In defiance of this charter the French proceeded to occupy the right bank of the St. Lawrence, which at the time of the capture of Quebec and the cession in the treaty of 1763 was partially held by settlements of Canadians. The Crown therefore acted upon the principle that the right of Massachusetts to the right bank of the St. Lawrence had thus become void, and proceeded by proclamation to form the possessions of France on both banks of the St. Lawrence into a royal colony under the name of the Province of Quebec.
This was not done without a decided opposition on the part of Massachusetts, but any decision in respect to her claims was rendered needless by the breaking out of the War of Independence.
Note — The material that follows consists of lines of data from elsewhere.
//! Tests for chunk loading, filtering, sorting and chart series

use super::*;
use crate::app::models::SensorKey;
use crate::app::services::data_window::{ChunkLoad, DataWindow, SortDirection, SortKey};

#[test]
fn test_initialize_shows_first_chunk() {
    let window = DataWindow::new(500, 1000);
    window.initialize(create_readings(1200));

    assert!(window.has_data());
    assert_eq!(window.len(), 1200);
    assert_eq!(window.visible_len(), 500);
    assert!(window.has_more());
    assert_eq!(window.visible()[499].wind_speed, 499.0);
}

#[test]
fn test_empty_window() {
    let window = DataWindow::default();

    assert!(!window.has_data());
    assert!(window.visible().is_empty());
    assert!(window.chart_series().is_empty());
    assert_eq!(window.load_next_chunk(), ChunkLoad::Exhausted);
}

#[test]
fn test_chunk_loading_is_monotonic_prefix() {
    let window = DataWindow::new(500, 1000);
    let readings = create_readings(1200);
    window.initialize(readings.clone());

    let mut previous = window.visible_len();
    loop {
        match window.load_next_chunk() {
            ChunkLoad::Loaded { visible, has_more } => {
                assert!(visible > previous);
                assert_eq!(has_more, visible < 1200);
                previous = visible;
                assert_eq!(window.visible(), readings[..visible].to_vec());
            }
            ChunkLoad::Exhausted => break,
            ChunkLoad::Busy => panic!("no concurrent loads in this test"),
        }
    }

    assert_eq!(previous, 1200);
    assert_eq!(window.load_next_chunk(), ChunkLoad::Exhausted);
    assert_eq!(window.visible_len(), 1200);
}

#[test]
fn test_concurrent_loads_never_double_load() {
    let window = DataWindow::new(10, 1000);
    window.initialize(create_readings(1000));

    let outcomes: Vec<ChunkLoad> = std::thread::scope(|scope| {
        let handles: Vec<_> = (0..8)
            .map(|_| scope.spawn(|| (0..20).map(|_| window.load_next_chunk()).collect::<Vec<_>>()))
            .collect();
        handles
            .into_iter()
            .flat_map(|h| h.join().unwrap())
            .collect()
    });

    let loaded = outcomes
        .iter()
        .filter(|o| matches!(o, ChunkLoad::Loaded { .. }))
        .count();
    assert_eq!(window.visible_len(), ((loaded + 1) * 10).min(1000));
    assert_eq!(window.snapshot().chunk_cursor, loaded);
    assert!(!window.is_loading());
}

#[test]
fn test_filter_searches_full_dataset() {
    let window = DataWindow::new(5, 1000);
    window.initialize(create_readings(100));

    // Record 77 is outside the visible prefix but must be found
    let matches = window.apply_filter("77");
    assert_eq!(matches, 1);
    assert_eq!(window.visible()[0].wind_speed, 77.0);
}

#[test]
fn test_filter_matches_timestamp_and_time() {
    let window = DataWindow::new(500, 1000);
    window.initialize(create_readings(100));

    assert_eq!(window.apply_filter("00:59:00"), 1);
    assert_eq!(window.apply_filter("2024-07-29T01:"), 40);
    assert_eq!(window.apply_filter("NOTHING"), 0);
    assert!(window.visible().is_empty());
}

#[test]
fn test_filter_resets_cursor_and_is_idempotent() {
    let window = DataWindow::new(5, 1000);
    window.initialize(create_readings(100));
    window.load_next_chunk();
    window.load_next_chunk();
    assert_eq!(window.visible_len(), 15);

    window.apply_filter("10.5");
    let first = window.visible();
    assert_eq!(window.snapshot().chunk_cursor, 0);
    assert_eq!(first.len(), 5);

    window.apply_filter("10.5");
    assert_eq!(window.visible(), first);
    assert_eq!(window.filtered().len(), 20);
}

#[test]
fn test_empty_filter_restores_everything() {
    let window = DataWindow::new(5, 1000);
    window.initialize(create_readings(30));

    window.apply_filter("12.5");
    assert_eq!(window.filtered().len(), 6);
    assert_eq!(window.apply_filter(""), 30);
}

#[test]
fn test_sort_is_stable() {
    let window = DataWindow::new(500, 1000);
    window.initialize(create_readings(20));

    window.apply_sort(SortKey::Sensor(SensorKey::Temperature), SortDirection::Ascending);
    let sorted = window.visible();
    let temps: Vec<f64> = sorted.iter().map(|r| r.temperature).collect();
    assert!(temps.windows(2).all(|w| w[0] <= w[1]));

    // Ties keep input order: speeds within the first group are 0, 5, 10, 15
    let first_group: Vec<f64> = sorted[..4].iter().map(|r| r.wind_speed).collect();
    assert_eq!(first_group, vec![0.0, 5.0, 10.0, 15.0]);

    window.apply_sort(SortKey::Sensor(SensorKey::Temperature), SortDirection::Descending);
    let sorted = window.visible();
    assert_eq!(sorted[0].temperature, 14.5);
    let first_group: Vec<f64> = sorted[..4].iter().map(|r| r.wind_speed).collect();
    assert_eq!(first_group, vec![4.0, 9.0, 14.0, 19.0]);
}

#[test]
fn test_sort_ties_ignore_previous_sort() {
    let mut readings = create_readings(3);
    // (wind speed, temperature): a = (1, 2), b = (2, 1), c = (1, 1)
    for (reading, (speed, temp)) in readings.iter_mut().zip([(1.0, 2.0), (2.0, 1.0), (1.0, 1.0)]) {
        reading.wind_speed = speed;
        reading.temperature = temp;
    }

    let window = DataWindow::new(500, 1000);
    window.initialize(readings.clone());
    window.apply_sort(SortKey::Sensor(SensorKey::Temperature), SortDirection::Ascending);
    window.apply_sort(SortKey::Sensor(SensorKey::WindSpeed), SortDirection::Ascending);
    let after_two_sorts = window.visible();

    assert_eq!(
        after_two_sorts,
        vec![readings[0].clone(), readings[2].clone(), readings[1].clone()]
    );

    window.apply_filter("");
    assert_eq!(window.visible(), after_two_sorts);

    window.apply_sort(SortKey::Sensor(SensorKey::WindSpeed), SortDirection::Descending);
    assert_eq!(
        window.visible(),
        vec![readings[1].clone(), readings[0].clone(), readings[2].clone()]
    );
}

#[test]
fn test_sort_keeps_visible_length_and_survives_filter() {
    let window = DataWindow::new(5, 1000);
    window.initialize(create_readings(50));
    window.load_next_chunk();

    window.apply_sort(SortKey::Timestamp, SortDirection::Descending);
    assert_eq!(window.visible_len(), 10);
    assert_eq!(window.visible()[0].wind_speed, 49.0);

    window.apply_filter("10.5");
    let visible = window.visible();
    assert_eq!(visible.len(), 5);
    assert_eq!(visible[0].wind_speed, 45.0);
}

#[test]
fn test_chart_series_is_bounded() {
    let window = DataWindow::new(5000, 1000);
    window.initialize(create_readings(4500));

    let series = window.chart_series();
    assert!(series.len() <= 1000);
    // stride = ceil(4500 / 1000) = 5
    assert_eq!(series[1].wind_speed, 5.0);
    assert_eq!(series, window.chart_series());
}

#[test]
fn test_chart_series_small_dataset_unchanged() {
    let window = DataWindow::default();
    window.initialize(create_readings(300));
    assert_eq!(window.chart_series(), window.visible());
}

#[test]
fn test_sort_key_from_str() {
    assert_eq!("timestamp".parse::<SortKey>().unwrap(), SortKey::Timestamp);
    assert_eq!(
        "NRG_T60_Temp".parse::<SortKey>().unwrap(),
        SortKey::Sensor(SensorKey::Temperature)
    );
    assert!("nope".parse::<SortKey>().is_err());
}
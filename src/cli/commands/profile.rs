use clap::Subcommand;
use serde_json::json;

use crate::cli::config::{get_config_dir, load_profile, resolve_api_url, save_profile};
use crate::cli::OutputFormat;
use crate::cli::utils::output_success;
use crate::config::config;

#[derive(Subcommand)]
pub enum ConfigCommands {
    #[command(about = "Show the effective configuration")]
    Show,

    #[command(about = "Store the API base URL")]
    SetUrl {
        #[arg(help = "API base URL, e.g. https://api.example.com")]
        url: String,
    },
}

pub async fn handle(cmd: ConfigCommands, output_format: OutputFormat) -> anyhow::Result<()> {
    match cmd {
        ConfigCommands::Show => {
            let profile = load_profile()?;
            let app = config();
            let details = json!({
                "config_dir": get_config_dir()?.display().to_string(),
                "environment": app.environment,
                "api_url": resolve_api_url(&profile),
                "logged_in": app.api.access_token.is_some() || profile.access_token.is_some(),
                "timeout_secs": app.api.timeout_secs,
                "default_page_size": app.query.default_page_size,
                "query": app.query.options,
                "updated_at": profile.updated_at,
            });
            match output_format {
                OutputFormat::Json => println!("{}", serde_json::to_string_pretty(&details)?),
                OutputFormat::Text => {
                    if let Some(fields) = details.as_object() {
                        for (key, value) in fields {
                            println!("{:<18} {}", format!("{}:", key), value);
                        }
                    }
                }
            }
            Ok(())
        }
        ConfigCommands::SetUrl { url } => {
            reqwest::Url::parse(&url).map_err(|e| anyhow::anyhow!("Invalid URL '{}': {}", url, e))?;
            let mut profile = load_profile()?;
            profile.set_api_url(&url);
            save_profile(&profile)?;
            if config().api.base_url.is_some() {
                tracing::warn!("SOC_ADMIN_API_URL is set and takes precedence over the stored URL");
            }
            output_success(&output_format, &format!("API URL set to {}", url), Some(json!({ "api_url": profile.api_url })))
        }
    }
}
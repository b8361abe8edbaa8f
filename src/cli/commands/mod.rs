pub mod auth;
pub mod companies;
pub mod profile;
pub mod query;
pub mod s3;
pub mod sync;
pub mod units;
pub mod users;
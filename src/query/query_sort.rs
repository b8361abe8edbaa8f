use super::error::QueryError;
use super::types::{SortDirection, SortField, SortKey, SortSpec};

pub struct QuerySort;

impl QuerySort {
    /// Normalized tokens in spec order: `desc` fields get a `-` prefix.
    pub fn tokens(spec: &SortSpec) -> Vec<String> {
        spec.keys.iter().map(SortKey::to_token).collect()
    }

    /// The single `sort` parameter value, or `None` when there is nothing to sort by.
    pub fn generate(spec: &SortSpec) -> Option<String> {
        let tokens = Self::tokens(spec);
        if tokens.is_empty() {
            return None;
        }
        Some(tokens.join(","))
    }

    /// Parse `"name,-createdAt"` or `"name asc, createdAt desc"`.
    pub fn parse(s: &str) -> Result<SortSpec, QueryError> {
        let mut keys = Vec::new();
        for part in s.split(',') {
            let trimmed = part.trim();
            if trimmed.is_empty() {
                continue;
            }
            let mut it = trimmed.split_whitespace();
            let Some(col) = it.next() else { continue };
            let key = match it.next() {
                None => SortKey::Token(col.to_string()),
                Some(dir) => {
                    let direction: SortDirection = dir.parse()?;
                    if col.starts_with('-') {
                        return Err(QueryError::InvalidSort(format!(
                            "'{}' mixes a '-' prefix with an explicit direction",
                            trimmed
                        )));
                    }
                    SortKey::Field(SortField { field: col.to_string(), direction })
                }
            };
            if let Some(extra) = it.next() {
                return Err(QueryError::InvalidSort(format!("unexpected '{}' in '{}'", extra, trimmed)));
            }
            keys.push(key);
        }
        Ok(SortSpec { keys })
    }
}

#[cfg(test)]
mod tests {
    use super::*;
    use crate::query::helpers::{sort_asc, sort_desc};

    #[test]
    fn mixed_tokens_and_fields_keep_order() {
        let spec = SortSpec {
            keys: vec![SortKey::Token("-updatedAt".into()), SortKey::Field(sort_asc("name"))],
        };
        assert_eq!(QuerySort::generate(&spec).as_deref(), Some("-updatedAt,name"));
    }

    #[test]
    fn empty_spec_generates_nothing() {
        assert_eq!(QuerySort::generate(&SortSpec::default()), None);
        assert_eq!(QuerySort::generate(&SortSpec::from("")), None);
    }

    #[test]
    fn parse_accepts_prefix_and_word_directions() {
        let spec = QuerySort::parse("name, createdAt desc ,-email").unwrap();
        assert_eq!(
            spec.keys,
            vec![
                SortKey::Token("name".into()),
                SortKey::Field(sort_desc("createdAt")),
                SortKey::Token("-email".into()),
            ]
        );
        assert_eq!(QuerySort::tokens(&spec), vec!["name", "-createdAt", "-email"]);
    }

    #[test]
    fn parse_rejects_unknown_direction() {
        assert!(matches!(QuerySort::parse("name sideways"), Err(QueryError::InvalidSort(_))));
        assert!(matches!(QuerySort::parse("-name desc"), Err(QueryError::InvalidSort(_))));
        assert!(matches!(QuerySort::parse("name asc extra"), Err(QueryError::InvalidSort(_))));
    }
}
It is only proper to remark that this opposition was in fact made and that her claim to the right bank of the St. Lawrence was only abandoned by the treaty of 1783. The country of which it was intended to divest her by the proclamation of 1763 is described in a letter of her agent, Mr. Mauduit, to the general court of that colony as "the narrow tract of land which lies beyond the sources of all your rivers and is watered by those which run into the St. Lawrence."
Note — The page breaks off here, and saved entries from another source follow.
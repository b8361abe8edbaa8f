#![allow(dead_code)]

use std::sync::{Arc, Mutex};

use anyhow::{Context, Result};
use axum::body::Bytes;
use axum::extract::{Path, RawQuery, Request, State};
use axum::http::{header, HeaderMap, StatusCode};
use axum::middleware::{self, Next};
use axum::response::{IntoResponse, Response};
use axum::routing::{get, post};
use axum::{Json, Router};
use serde_json::{json, Value};

use soc_admin::auth::TokenProvider;
use soc_admin::http::ApiClient;

/// One request as the mock API saw it.
#[derive(Debug, Clone)]
pub struct Recorded {
    pub method: String,
    pub uri: String,
    pub authorization: Option<String>,
    pub content_type: Option<String>,
    pub body: Vec<u8>,
}

impl Recorded {
    pub fn json(&self) -> Value {
        serde_json::from_slice(&self.body).unwrap_or(Value::Null)
    }
}

#[derive(Clone, Default)]
struct MockState {
    requests: Arc<Mutex<Vec<Recorded>>>,
}

/// In-process stand-in for the administration API.
///
/// Each test starts its own instance: the server task lives on the
/// test's runtime and stops with it.
pub struct MockApi {
    pub base_url: String,
    state: MockState,
}

impl MockApi {
    pub async fn start() -> Result<Self> {
        let port = portpicker::pick_unused_port().context("failed to pick free port")?;
        let listener = tokio::net::TcpListener::bind(("127.0.0.1", port))
            .await
            .context("failed to bind mock API")?;

        let state = MockState::default();
        let app = router(state.clone());
        tokio::spawn(async move {
            let _ = axum::serve(listener, app).await;
        });

        Ok(Self {
            base_url: format!("http://127.0.0.1:{}", port),
            state,
        })
    }

    pub fn client(&self, tokens: Arc<dyn TokenProvider>) -> Result<ApiClient> {
        Ok(ApiClient::new(self.base_url.clone(), tokens)?)
    }

    pub fn requests(&self) -> Vec<Recorded> {
        self.state.requests.lock().unwrap().clone()
    }

    pub fn last(&self) -> Recorded {
        self.requests().pop().expect("no request reached the mock API")
    }
}

fn router(state: MockState) -> Router {
    Router::new()
        .route("/api/users", get(list_users).post(create_user))
        .route("/api/users/:id", get(get_user).put(update_user).delete(delete_user))
        .route("/api/soc/companies", get(list_companies))
        .route("/api/soc/companies/:id", get(get_company))
        .route("/api/soc/units/:id", get(get_unit))
        .route("/api/soc/sync/:endpoint", post(sync))
        .route("/api/s3/upload", post(s3_upload))
        .route("/api/s3/download/*key", get(s3_download))
        .route("/api/s3/list", get(s3_list))
        .route("/api/s3/exists/*key", get(s3_exists))
        .route("/api/s3/presigned-url/view/*key", get(s3_view_url))
        .route("/api/s3/presigned-url/download", post(s3_download_url))
        .route("/api/s3/copy", post(s3_copy))
        .route("/api/s3/move", post(s3_copy))
        .layer(middleware::from_fn_with_state(state.clone(), record))
        .with_state(state)
}

async fn record(State(state): State<MockState>, request: Request, next: Next) -> Response {
    let (parts, body) = request.into_parts();
    let bytes = axum::body::to_bytes(body, usize::MAX).await.unwrap_or_default();
    state.requests.lock().unwrap().push(Recorded {
        method: parts.method.to_string(),
        uri: parts.uri.to_string(),
        authorization: header_value(&parts.headers, header::AUTHORIZATION),
        content_type: header_value(&parts.headers, header::CONTENT_TYPE),
        body: bytes.to_vec(),
    });

    next.run(Request::from_parts(parts, axum::body::Body::from(bytes))).await
}

fn header_value(headers: &HeaderMap, name: header::HeaderName) -> Option<String> {
    headers.get(name).and_then(|v| v.to_str().ok()).map(str::to_string)
}

pub fn user_json(id: &str) -> Value {
    json!({
        "id": id,
        "name": "Ana Silva",
        "email": "ana@example.com",
        "cpf": "12345678901",
        "roles": ["ADMIN"],
        "active": true,
        "emailVerified": true,
        "passwordMustChange": false,
        "createdAt": "2025-01-10T12:00:00Z"
    })
}

fn page_json(content: Vec<Value>) -> Value {
    let total = content.len();
    json!({
        "content": content,
        "page": 0,
        "size": 10,
        "totalElements": total,
        "totalPages": 1,
        "first": true,
        "last": true,
        "numberOfElements": total,
        "empty": total == 0
    })
}

fn error_json(code: &str, message: &str) -> Value {
    json!({ "success": false, "error": { "code": code, "message": message } })
}

async fn list_users() -> Json<Value> {
    Json(page_json(vec![user_json("u1"), user_json("u2")]))
}

async fn get_user(Path(id): Path<String>) -> Response {
    match id.as_str() {
        "missing" => (StatusCode::NOT_FOUND, Json(error_json("USER_NOT_FOUND", "User not found"))).into_response(),
        "expired" => (StatusCode::UNAUTHORIZED, Json(error_json("UNAUTHORIZED", "Token expired"))).into_response(),
        _ => Json(json!({ "success": true, "data": user_json(&id) })).into_response(),
    }
}

async fn create_user(Json(mut body): Json<Value>) -> Response {
    body["id"] = json!("new-user");
    (StatusCode::CREATED, Json(json!({ "success": true, "data": body }))).into_response()
}

async fn update_user(Path(id): Path<String>, Json(changes): Json<Value>) -> Json<Value> {
    let mut user = user_json(&id);
    if let (Some(user), Some(changes)) = (user.as_object_mut(), changes.as_object()) {
        for (key, value) in changes {
            user.insert(key.clone(), value.clone());
        }
    }
    Json(json!({ "success": true, "data": user }))
}

async fn delete_user() -> StatusCode {
    StatusCode::NO_CONTENT
}

fn company_json(id: &str) -> Value {
    json!({
        "id": id,
        "socCode": "1001",
        "name": "ACME",
        "companyName": "ACME Ltda",
        "cnpj": "00.000.000/0001-00",
        "active": true,
        "units": [{
            "id": "un1",
            "socCode": "2001",
            "socCompanyCode": "1001",
            "name": "Matriz",
            "active": true,
            "sectors": [{
                "id": "s1",
                "socCode": "3001",
                "socCompanyCode": "1001",
                "name": "Administrativo",
                "jobs": [
                    { "id": "j1", "socCode": "4001", "socCompanyCode": "1001", "name": "Analista" },
                    { "id": "j2", "socCode": "4002", "socCompanyCode": "1001", "name": "Gerente" }
                ]
            }]
        }]
    })
}

async fn list_companies() -> Json<Value> {
    Json(page_json(vec![company_json("c1")]))
}

async fn get_company(Path(id): Path<String>) -> Json<Value> {
    Json(json!({ "success": true, "data": company_json(&id) }))
}

async fn get_unit(Path(id): Path<String>) -> Json<Value> {
    let mut unit = company_json("c1")["units"][0].clone();
    unit["id"] = json!(id);
    Json(json!({ "success": true, "data": unit }))
}

async fn sync(Path(endpoint): Path<String>, body: Bytes) -> Json<Value> {
    let payload: Value = serde_json::from_slice(&body).unwrap_or(Value::Null);
    let count = match &payload {
        Value::Array(items) => items.len(),
        Value::Object(groups) => groups.len(),
        _ => 0,
    };
    let mut response = json!({ "message": format!("{} synchronized", endpoint), "status": "SUCCESS" });
    let counter = match endpoint.as_str() {
        "hierarchies" => "hierarchyCompanies",
        "full-from-api" => "companies",
        other => other,
    };
    response[counter] = json!(count);
    Json(response)
}

async fn s3_upload(headers: HeaderMap, body: Bytes) -> Response {
    let is_multipart = headers
        .get(header::CONTENT_TYPE)
        .and_then(|v| v.to_str().ok())
        .map(|ct| ct.starts_with("multipart/form-data"))
        .unwrap_or(false);
    if !is_multipart {
        return (StatusCode::BAD_REQUEST, Json(json!({ "message": "Expected multipart upload" }))).into_response();
    }
    Json(json!({
        "objectKey": "docs/report.txt",
        "fileName": "report.txt",
        "contentType": "text/plain",
        "fileSize": body.len(),
        "url": "https://bucket.example.com/docs/report.txt",
        "uploadedAt": "2025-01-10T12:00:00Z"
    }))
    .into_response()
}

async fn s3_download(Path(key): Path<String>) -> Response {
    if key == "missing.txt" {
        return (StatusCode::NOT_FOUND, Json(json!({ "message": "Object not found" }))).into_response();
    }
    ([(header::CONTENT_TYPE, "application/octet-stream")], format!("contents of {}", key)).into_response()
}

async fn s3_list(RawQuery(query): RawQuery) -> Json<Value> {
    let max_keys = if query.unwrap_or_default().contains("maxKeys=5") { 5 } else { 1000 };
    Json(json!({
        "objects": [{ "key": "docs/a.pdf", "size": 10, "lastModified": "2025-01-10T12:00:00Z" }],
        "totalCount": 1,
        "prefix": "docs/",
        "maxKeys": max_keys
    }))
}

async fn s3_exists(Path(key): Path<String>) -> Json<Value> {
    Json(json!({ "objectKey": key, "exists": key.starts_with("docs/") }))
}

fn presigned(key: &str, minutes: u32) -> Value {
    json!({
        "presignedUrl": format!("https://bucket.example.com/{}?sig=abc", key),
        "objectKey": key,
        "expiresAt": "2025-01-10T13:00:00Z",
        "durationMinutes": minutes
    })
}

async fn s3_view_url(Path(key): Path<String>) -> Json<Value> {
    Json(presigned(&key, 60))
}

async fn s3_download_url(Json(request): Json<Value>) -> Json<Value> {
    let key = request["objectKey"].as_str().unwrap_or_default().to_string();
    let minutes = request["durationMinutes"].as_u64().unwrap_or(60) as u32;
    Json(presigned(&key, minutes))
}

async fn s3_copy(RawQuery(query): RawQuery) -> Json<Value> {
    Json(json!({ "message": format!("done: {}", query.unwrap_or_default()) }))
}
It is assigned by him as a reason why the Province of Massachusetts should assent to the boundary assigned to the Province of Quebec by the proclamation that "it would not be of any great consequence to you" (Massachusetts), "but is absolutely necessary to the Crown to preserve the continuity of the Province of Quebec." The part of the Province of Quebec whose continuity with the rest of that colony was to be preserved is evidently the district of Gaspe, of which Nova Scotia, a royal colony, was divested by the same proclamation. For this continuity no more was necessary than a road along the St. Lawrence itself, and the reason would have been absurd if applied to any country lying beyond the streams which fall into that river, for up to the present day no communication between parts of Canada exists through any part of the disputed territory. The narrow territory thus advised to be relinquished extends, according to the views of Messrs. Mudge and Featherstonhaugh, from the Great Falls of the St. John to Quebec, a distance in a straight line of 160 miles. It has a figure not far from triangular, of which this line is the perpendicular and the shore of the St. Lawrence from the Chaudiere to the Metis the base. It contains about 16,000 square miles. It would have been a perversion of language in Mr. Mauduit to describe this to his employers as a narrow tract. But the space whose cession he really intended to advise is in every sense a narrow tract, for its length along the St. Lawrence is about 200 miles, and its average breadth to the sources of the streams 30. It contains 6,000 square miles, and is described by him in a manner that leaves no question as to its extent being "watered by streams" which "run into the St. Lawrence." It therefore did not include any country watered by streams which run into the St. John.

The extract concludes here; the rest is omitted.